Palindrome Partitioning

🧩 Problem Statement

Given a string s, partition s such that every substring of the partition is a palindrome. Return all possible palindrome partitioning of s.

🔹 Example 1:

Input:

s = "aab"

Output:

[["a","a","b"],["aa","b"]]

🔹 Example 2:

Input:

s = "a"

Output:

[["a"]]

🔍 Approaches

1. Backtracking

We want to split the string at every possible position, but only if the left part is a palindrome.

Start at index 0.
Iterate end from start to s.length().
Check if s[start...end] is a palindrome.
If yes:
Add this substring to path.
Recurse from end + 1.
Backtrack.

2. Optimization (DP)

We can precompute the palindrome validity for all substrings using Dynamic Programming to make the check $O(1)$.

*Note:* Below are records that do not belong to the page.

use chrono::{DateTime, NaiveDate, Utc};
use rust_decimal::Decimal;
use serde::{Deserialize, Serialize};
use uuid::Uuid;

#[derive(Debug, Clone, Copy, Serialize, Deserialize, PartialEq, Eq, Default)]
pub enum RentalStatus {
    #[default]
    #[serde(rename = "Ativo")]
    Active,
    #[serde(rename = "Inativo")]
    Inactive,
}

impl RentalStatus {
    pub fn as_str(&self) -> &'static str {
        match self {
            RentalStatus::Active => "Ativo",
            RentalStatus::Inactive => "Inativo",
        }
    }
}

/// Title of the property embedded by a joined select
#[derive(Debug, Clone, Serialize, Deserialize, PartialEq)]
pub struct PropertyTitle {
    pub title: String,
}

/// A row of the `rentals` table, optionally with `properties(title)` embedded
#[derive(Debug, Clone, Serialize, Deserialize, PartialEq)]
pub struct RentalRow {
    pub id: Uuid,
    pub property_id: Uuid,
    pub tenant_name: String,
    pub tenant_cpf: String,
    pub start_date: NaiveDate,
    pub end_date: NaiveDate,
    pub monthly_price: Decimal,
    pub status: RentalStatus,
    #[serde(default)]
    pub contract_file: Option<String>,
    pub owner_id: Uuid,
    pub created_at: DateTime<Utc>,
    #[serde(rename = "properties", default, skip_serializing_if = "Option::is_none")]
    pub property: Option<PropertyTitle>,
}

/// `tenant_cpf` projection used for the distinct-tenant count
#[derive(Debug, Clone, Deserialize)]
pub struct TenantRef {
    pub tenant_cpf: String,
}

/// Insert payload for `rentals`
#[derive(Debug, Clone, Serialize, PartialEq)]
pub struct NewRental {
    pub property_id: Uuid,
    pub tenant_name: String,
    pub tenant_cpf: String,
    pub start_date: NaiveDate,
    pub end_date: NaiveDate,
    pub monthly_price: Decimal,
    pub status: RentalStatus,
    pub contract_file: Option<String>,
    pub owner_id: Uuid,
}

/// Fields the edit form may change. Date ordering is not re-checked.
#[derive(Debug, Clone, Serialize, PartialEq)]
pub struct RentalPatch {
    pub property_id: Uuid,
    pub tenant_name: String,
    pub tenant_cpf: String,
    pub start_date: NaiveDate,
    pub end_date: NaiveDate,
    pub monthly_price: Decimal,
    #[serde(skip_serializing_if = "Option::is_none")]
    pub contract_file: Option<String>,
}
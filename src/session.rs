use serde::{Deserialize, Serialize};
use uuid::Uuid;

/// Email and password pair sent to the auth endpoint
#[derive(Debug, Clone, Serialize, Deserialize, PartialEq)]
pub struct Credentials {
    pub email: String,
    pub password: String,
}

impl Credentials {
    pub fn new(email: impl Into<String>, password: impl Into<String>) -> Self {
        Self {
            email: email.into(),
            password: password.into(),
        }
    }
}

/// The authenticated account
#[derive(Debug, Clone, Serialize, Deserialize, PartialEq)]
pub struct AuthUser {
    pub id: Uuid,
    #[serde(default)]
    pub email: Option<String>,
}

/// A signed-in session as returned by the password grant
#[derive(Debug, Clone, Serialize, Deserialize, PartialEq)]
pub struct Session {
    pub access_token: String,
    #[serde(default)]
    pub refresh_token: Option<String>,
    pub user: AuthUser,
}

impl Session {
    pub fn user_id(&self) -> Uuid {
        self.user.id
    }
}
pub mod memory;
pub mod rest;
pub mod traits;
pub mod types;

pub use memory::MemoryBackend;
pub use rest::RestBackend;
pub use traits::{AuthService, DataService};
pub use types::{Filter, FilterOp, Query, Table};
use std::sync::Arc;
use tracing::info;
use uuid::Uuid;

use crate::cache::{Mutation, QueryKey, QueryName};
use crate::context::AppContext;
use crate::errors::{AppError, Result};
use crate::forms::PropertyForm;
use crate::mappers::PropertyView;
use crate::models::{NewProperty, PropertyPatch, PropertyStatus};
use crate::queries;
use crate::views::dialog::Dialog;

/// Property list with its create/edit dialog
pub struct PropertiesView {
    ctx: Arc<AppContext>,
    dialog: Dialog<PropertyView>,
}

impl PropertiesView {
    pub fn new(ctx: Arc<AppContext>) -> Self {
        Self {
            ctx,
            dialog: Dialog::Closed,
        }
    }

    pub fn dialog(&self) -> &Dialog<PropertyView> {
        &self.dialog
    }

    pub async fn list(&self) -> Result<Vec<PropertyView>> {
        let owner = self.ctx.owner().await?;
        let data = self.ctx.data();
        self.ctx
            .cache()
            .get_or_fetch(&QueryKey::owned(QueryName::Properties, owner), || {
                queries::list_properties(data, owner)
            })
            .await
    }

    /// Open the empty dialog and return its initial values
    pub fn open_create(&mut self) -> PropertyForm {
        self.dialog.open_create();
        PropertyForm::default()
    }

    /// Open the dialog seeded with a listed property and return its values
    pub async fn open_edit(&mut self, id: Uuid) -> Result<PropertyForm> {
        let property = self
            .list()
            .await?
            .into_iter()
            .find(|p| p.id == id)
            .ok_or_else(|| AppError::NotFound {
                resource: "Propriedade",
                id: id.to_string(),
            })?;
        let form = PropertyForm::from_view(&property);
        self.dialog.open_edit(property);
        Ok(form)
    }

    pub fn cancel(&mut self) {
        self.dialog.close();
    }

    /// Validate and save the dialog's form.
    ///
    /// On success the dialog closes and the property queries are invalidated.
    /// On any failure the dialog stays open.
    pub async fn submit(&mut self, form: &PropertyForm) -> Result<PropertyView> {
        let input = form.check()?;
        let owner = self.ctx.owner().await?;
        let data = self.ctx.data();

        let (saved, mutation, message) = match self.dialog.seed() {
            None => {
                let new = NewProperty {
                    title: input.title,
                    address: input.address,
                    price: input.price,
                    status: PropertyStatus::Available,
                    owner_id: owner,
                };
                (
                    queries::insert_property(data, &new).await,
                    Mutation::CreateProperty,
                    "Propriedade cadastrada com sucesso!",
                )
            }
            Some(existing) => {
                let patch = PropertyPatch {
                    title: input.title,
                    address: input.address,
                    price: input.price,
                };
                (
                    queries::update_property(data, existing.id, &patch).await,
                    Mutation::UpdateProperty,
                    "Propriedade atualizada com sucesso!",
                )
            }
        };

        let saved = match saved {
            Ok(row) => PropertyView::from(row),
            Err(err) => {
                self.ctx.notifier().error(err.user_message());
                return Err(err);
            }
        };

        info!(property = %saved.id, ?mutation, "Property saved");
        self.ctx.cache().invalidate(mutation).await;
        self.dialog.close();
        self.ctx.notifier().success(message);
        Ok(saved)
    }
}
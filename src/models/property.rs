use chrono::{DateTime, Utc};
use rust_decimal::Decimal;
use serde::{Deserialize, Serialize};
use uuid::Uuid;

/// Occupancy of a property, stored on the row and flipped when a rental is created
#[derive(Debug, Clone, Copy, Serialize, Deserialize, PartialEq, Eq, Default)]
pub enum PropertyStatus {
    #[default]
    #[serde(rename = "Disponível")]
    Available,
    #[serde(rename = "Alugado")]
    Rented,
}

impl PropertyStatus {
    /// Label as stored in the `status` column
    pub fn as_str(&self) -> &'static str {
        match self {
            PropertyStatus::Available => "Disponível",
            PropertyStatus::Rented => "Alugado",
        }
    }
}

/// A row of the `properties` table
#[derive(Debug, Clone, Serialize, Deserialize, PartialEq)]
pub struct PropertyRow {
    pub id: Uuid,
    pub title: String,
    pub address: String,
    pub price: Decimal,
    pub status: PropertyStatus,
    pub owner_id: Uuid,
    pub created_at: DateTime<Utc>,
}

/// `id, title` projection used to fill the rental form's property picker
#[derive(Debug, Clone, Serialize, Deserialize, PartialEq)]
pub struct PropertyOption {
    pub id: Uuid,
    pub title: String,
}

/// Insert payload for `properties`
#[derive(Debug, Clone, Serialize, PartialEq)]
pub struct NewProperty {
    pub title: String,
    pub address: String,
    pub price: Decimal,
    pub status: PropertyStatus,
    pub owner_id: Uuid,
}

/// Fields the edit form may change
#[derive(Debug, Clone, Serialize, PartialEq)]
pub struct PropertyPatch {
    pub title: String,
    pub address: String,
    pub price: Decimal,
}
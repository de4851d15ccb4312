use crate::config::RemoteConfig;
use crate::errors::{AppError, Result};
use crate::remote::traits::{AuthService, DataService};
use crate::remote::types::{Filter, Query, Table};
use crate::session::{Credentials, Session};
use async_trait::async_trait;
use reqwest::{Client, Method, RequestBuilder, Response};
use serde_json::{json, Value};
use tokio::sync::RwLock;
use tracing::{debug, info, warn};

/// Client for the hosted backend: PostgREST tables under `/rest/v1` and the
/// GoTrue auth API under `/auth/v1`.
pub struct RestBackend {
    client: Client,
    base_url: String,
    anon_key: String,
    session: RwLock<Option<Session>>,
}

impl RestBackend {
    pub fn new(config: &RemoteConfig) -> Result<Self> {
        let client = Client::builder()
            .timeout(config.request_timeout())
            .user_agent(concat!("alugux/", env!("CARGO_PKG_VERSION")))
            .build()?;

        Ok(Self {
            client,
            base_url: config.url.trim_end_matches('/').to_string(),
            anon_key: config.anon_key.clone(),
            session: RwLock::new(None),
        })
    }

    fn table_url(&self, table: Table) -> String {
        format!("{}/rest/v1/{}", self.base_url, table)
    }

    fn auth_url(&self, path: &str) -> String {
        format!("{}/auth/v1/{}", self.base_url, path)
    }

    /// Request with `apikey` and a bearer token: the session's when signed in,
    /// otherwise the anon key.
    async fn request(&self, method: Method, url: &str) -> RequestBuilder {
        let token = match self.session.read().await.as_ref() {
            Some(session) => session.access_token.clone(),
            None => self.anon_key.clone(),
        };

        self.client
            .request(method, url)
            .header("apikey", &self.anon_key)
            .bearer_auth(token)
    }

    async fn require_session(&self) -> Result<()> {
        if self.session.read().await.is_some() {
            Ok(())
        } else {
            Err(AppError::SessionMissing)
        }
    }
}

/// Turn a non-success response into `AppError::Remote` with the backend's message
async fn check(response: Response) -> Result<Response> {
    let status = response.status();
    if status.is_success() {
        return Ok(response);
    }

    let body = response.text().await.unwrap_or_default();
    let message = remote_error_message(&body).unwrap_or_else(|| status.to_string());
    warn!(status = status.as_u16(), %message, "Remote call failed");
    Err(AppError::remote(status.as_u16(), message))
}

/// Pull the human-readable message out of a PostgREST or GoTrue error body
pub fn remote_error_message(body: &str) -> Option<String> {
    let value: Value = serde_json::from_str(body).ok()?;
    ["message", "msg", "error_description", "error"]
        .iter()
        .find_map(|key| value.get(*key).and_then(Value::as_str))
        .map(str::to_string)
}

/// Total from a `Content-Range` header such as `0-24/573` or `*/0`
pub fn parse_content_range(header: &str) -> Option<u64> {
    header.rsplit('/').next()?.trim().parse().ok()
}

fn filter_params(filters: &[Filter]) -> Vec<(String, String)> {
    filters
        .iter()
        .map(|f| (f.column.clone(), f.param_value()))
        .collect()
}

#[async_trait]
impl DataService for RestBackend {
    async fn select(&self, query: &Query) -> Result<Vec<Value>> {
        let url = self.table_url(query.table);
        debug!(%url, params = ?query.to_params(), "Selecting rows");

        let response = self
            .request(Method::GET, &url)
            .await
            .query(&query.to_params())
            .send()
            .await?;

        let rows: Vec<Value> = check(response).await?.json().await?;
        debug!(table = %query.table, rows = rows.len(), "Select returned");
        Ok(rows)
    }

    async fn count(&self, query: &Query) -> Result<u64> {
        let url = self.table_url(query.table);
        let mut params = filter_params(&query.filters);
        params.push(("select".to_string(), "id".to_string()));

        let response = self
            .request(Method::HEAD, &url)
            .await
            .header("Prefer", "count=exact")
            .query(&params)
            .send()
            .await?;

        let response = check(response).await?;
        response
            .headers()
            .get("content-range")
            .and_then(|v| v.to_str().ok())
            .and_then(parse_content_range)
            .ok_or_else(|| AppError::remote(response.status().as_u16(), "Missing Content-Range in count response"))
    }

    async fn insert(&self, table: Table, row: Value) -> Result<Value> {
        let url = self.table_url(table);
        debug!(%url, "Inserting row");

        let response = self
            .request(Method::POST, &url)
            .await
            .header("Prefer", "return=representation")
            .json(&row)
            .send()
            .await?;

        let mut rows: Vec<Value> = check(response).await?.json().await?;
        if rows.is_empty() {
            return Err(AppError::remote(500, format!("Insert into {table} returned no row")));
        }
        Ok(rows.swap_remove(0))
    }

    async fn update(&self, table: Table, filters: &[Filter], patch: Value) -> Result<Vec<Value>> {
        let url = self.table_url(table);
        debug!(%url, filters = ?filter_params(filters), "Updating rows");

        let response = self
            .request(Method::PATCH, &url)
            .await
            .header("Prefer", "return=representation")
            .query(&filter_params(filters))
            .json(&patch)
            .send()
            .await?;

        Ok(check(response).await?.json().await?)
    }

    fn backend_name(&self) -> &'static str {
        "rest"
    }
}

#[async_trait]
impl AuthService for RestBackend {
    async fn sign_in(&self, credentials: &Credentials) -> Result<Session> {
        let url = self.auth_url("token");
        let response = self
            .request(Method::POST, &url)
            .await
            .query(&[("grant_type", "password")])
            .json(credentials)
            .send()
            .await?;

        let session: Session = check(response).await?.json().await?;
        info!(user = %session.user.id, "Signed in");
        *self.session.write().await = Some(session.clone());
        Ok(session)
    }

    async fn sign_up(&self, credentials: &Credentials, full_name: &str) -> Result<()> {
        let url = self.auth_url("signup");
        let body = json!({
            "email": credentials.email,
            "password": credentials.password,
            "data": { "full_name": full_name },
        });

        let response = self.request(Method::POST, &url).await.json(&body).send().await?;
        check(response).await?;
        info!(email = %credentials.email, "Account created");
        Ok(())
    }

    async fn sign_out(&self) -> Result<()> {
        if self.session.read().await.is_some() {
            let url = self.auth_url("logout");
            let response = self.request(Method::POST, &url).await.send().await?;
            check(response).await?;
        }
        *self.session.write().await = None;
        Ok(())
    }

    async fn update_password(&self, password: &str) -> Result<()> {
        self.require_session().await?;
        let url = self.auth_url("user");
        let response = self
            .request(Method::PUT, &url)
            .await
            .json(&json!({ "password": password }))
            .send()
            .await?;
        check(response).await?;
        Ok(())
    }

    async fn update_full_name(&self, full_name: &str) -> Result<()> {
        self.require_session().await?;
        let url = self.auth_url("user");
        let response = self
            .request(Method::PUT, &url)
            .await
            .json(&json!({ "data": { "full_name": full_name } }))
            .send()
            .await?;
        check(response).await?;
        Ok(())
    }

    async fn reset_password_email(&self, email: &str, redirect_to: &str) -> Result<()> {
        let url = self.auth_url("recover");
        let response = self
            .request(Method::POST, &url)
            .await
            .query(&[("redirect_to", redirect_to)])
            .json(&json!({ "email": email }))
            .send()
            .await?;
        check(response).await?;
        Ok(())
    }

    async fn current_session(&self) -> Option<Session> {
        self.session.read().await.clone()
    }
}
use crate::errors::Result;
use crate::remote::types::{Filter, Query, Table};
use crate::session::{Credentials, Session};
use async_trait::async_trait;
use serde_json::Value;

/// Table-style access to the hosted relational store.
///
/// Rows travel as JSON objects keyed by wire column names; the query layer
/// deserializes them into the typed rows in `models`.
#[async_trait]
pub trait DataService: Send + Sync {
    /// Rows matching the query
    async fn select(&self, query: &Query) -> Result<Vec<Value>>;

    /// Number of rows matching the query's filters
    async fn count(&self, query: &Query) -> Result<u64>;

    /// Insert one row, returning it as stored (with generated columns)
    async fn insert(&self, table: Table, row: Value) -> Result<Value>;

    /// Patch every row matching `filters`, returning the updated rows
    async fn update(&self, table: Table, filters: &[Filter], patch: Value) -> Result<Vec<Value>>;

    /// Name of the backend, for logging
    fn backend_name(&self) -> &'static str;
}

/// Account operations of the hosted auth provider.
///
/// Implementations keep the current session so that subsequent data calls
/// run as the signed-in account.
#[async_trait]
pub trait AuthService: Send + Sync {
    async fn sign_in(&self, credentials: &Credentials) -> Result<Session>;

    /// Register an account; `full_name` goes into the user metadata
    async fn sign_up(&self, credentials: &Credentials, full_name: &str) -> Result<()>;

    async fn sign_out(&self) -> Result<()>;

    async fn update_password(&self, password: &str) -> Result<()>;

    /// Mirror the profile name into the account's metadata
    async fn update_full_name(&self, full_name: &str) -> Result<()>;

    async fn reset_password_email(&self, email: &str, redirect_to: &str) -> Result<()>;

    async fn current_session(&self) -> Option<Session>;
}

dp[i][j] is true if s[i...j] is a palindrome.
s[i] == s[j] and (j-i <= 2 or dp[i+1][j-1]).

⏳ Time & Space Complexity

Time Complexity: $O(N \cdot 2^N)$ in worst case (e.g., "aaaa").
Space Complexity: $O(N)$ for recursion stack.

🚀 Code Implementations

C++

#include <vector>
#include <string>
using namespace std;
class Solution {
public:
vector<vector<string>> partition(string s) {
vector<vector<string>> res;
vector<string> path;
backtrack(s, 0, path, res);
return res;
}
private:
void backtrack(const string& s, int start, vector<string>& path, vector<vector<string>>& res) {
if (start == s.length()) {
res.push_back(path);
return;
}
for (int i = start; i < s.length(); ++i) {
if (isPalindrome(s, start, i)) {
path.push_back(s.substr(start, i - start + 1));
backtrack(s, i + 1, path, res);
path.pop_back();
}
}
}
bool isPalindrome(const string& s, int left, int right) {
while (left < right) {
if (s[left++] != s[right--]) return false;
}
return true;
}
};

Python

from typing import List
class Solution:
def partition(self, s: str) -> List[List[str]]:
res = []
self._backtrack(s, 0, [], res)
return res
def _backtrack(self, s, start, path, res):
if start == len(s):
res.append(path[:])
return
for i in range(start, len(s)):
if self._isPalindrome(s, start, i):
path.append(s[start:i+1])
self._backtrack(s, i + 1, path, res)
path.pop()
def _isPalindrome(self, s, left, right):
while left < right:
if s[left] != s[right]:
return False
left += 1
right -= 1
return True

Java

import java.util.ArrayList;
import java.util.List;
class Solution {
public List<List<String>> partition(String s) {
List<List<String>> res = new ArrayList<>();
backtrack(s, 0, new ArrayList<>(), res);
return res;
}
private void backtrack(String s, int start, List<String> path, List<List<String>> res) {
if (start == s.length()) {
res.add(new ArrayList<>(path));
return;
}
for (int i = start; i < s.length(); i++) {
if (isPalindrome(s, start, i)) {
path.add(s.substring(start, i + 1));
backtrack(s, i + 1, path, res);
path.remove(path.size() - 1);
}
}
}
private boolean isPalindrome(String s, int left, int right) {
while (left < right) {
if (s.charAt(left++) != s.charAt(right--)) return false;
}
return true;
}
}

🌍 Real-World Analogy

Segmenting a Word:

Cutting a ribbon into pieces, but every piece must look the same forward and backward.
aab:

Cut a, left with ab.
Cut a, left with b.
Cut b. Done! (a, a, b)
Cut aa, left with b.
Cut b. Done! (aa, b)

🎯 Summary

✅ Splitting: Try every possible cut point.
✅ Constraint: Only explore deeper if the current piece is a palindrome.